> Task
Would you copy all lines in the data that contain the word "ValueEnum"?

Records drawn from a dataset
↓↓↓

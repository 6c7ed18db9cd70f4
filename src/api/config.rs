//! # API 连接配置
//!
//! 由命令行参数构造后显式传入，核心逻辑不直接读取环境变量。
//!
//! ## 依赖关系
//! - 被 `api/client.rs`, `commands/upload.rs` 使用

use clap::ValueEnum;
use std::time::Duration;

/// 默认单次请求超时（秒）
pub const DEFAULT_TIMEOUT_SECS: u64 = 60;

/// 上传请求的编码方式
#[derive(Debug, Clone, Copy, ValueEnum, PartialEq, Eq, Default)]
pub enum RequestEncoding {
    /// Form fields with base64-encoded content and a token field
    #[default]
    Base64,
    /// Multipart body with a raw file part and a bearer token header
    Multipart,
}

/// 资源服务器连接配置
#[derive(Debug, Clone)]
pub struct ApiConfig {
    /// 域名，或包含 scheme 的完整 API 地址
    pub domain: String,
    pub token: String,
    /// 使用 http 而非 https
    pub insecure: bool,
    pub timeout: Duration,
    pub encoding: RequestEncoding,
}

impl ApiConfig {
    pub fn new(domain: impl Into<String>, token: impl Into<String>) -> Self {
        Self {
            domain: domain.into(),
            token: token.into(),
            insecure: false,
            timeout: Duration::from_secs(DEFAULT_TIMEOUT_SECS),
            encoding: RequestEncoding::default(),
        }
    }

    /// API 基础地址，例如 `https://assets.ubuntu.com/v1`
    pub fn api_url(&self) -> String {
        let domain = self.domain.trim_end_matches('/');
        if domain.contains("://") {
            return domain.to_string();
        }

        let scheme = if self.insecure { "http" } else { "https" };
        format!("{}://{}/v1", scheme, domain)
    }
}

↑↑↑

> Answer for the task
use clap::ValueEnum;
#[derive(Debug, Clone, Copy, ValueEnum, PartialEq, Eq, Default)]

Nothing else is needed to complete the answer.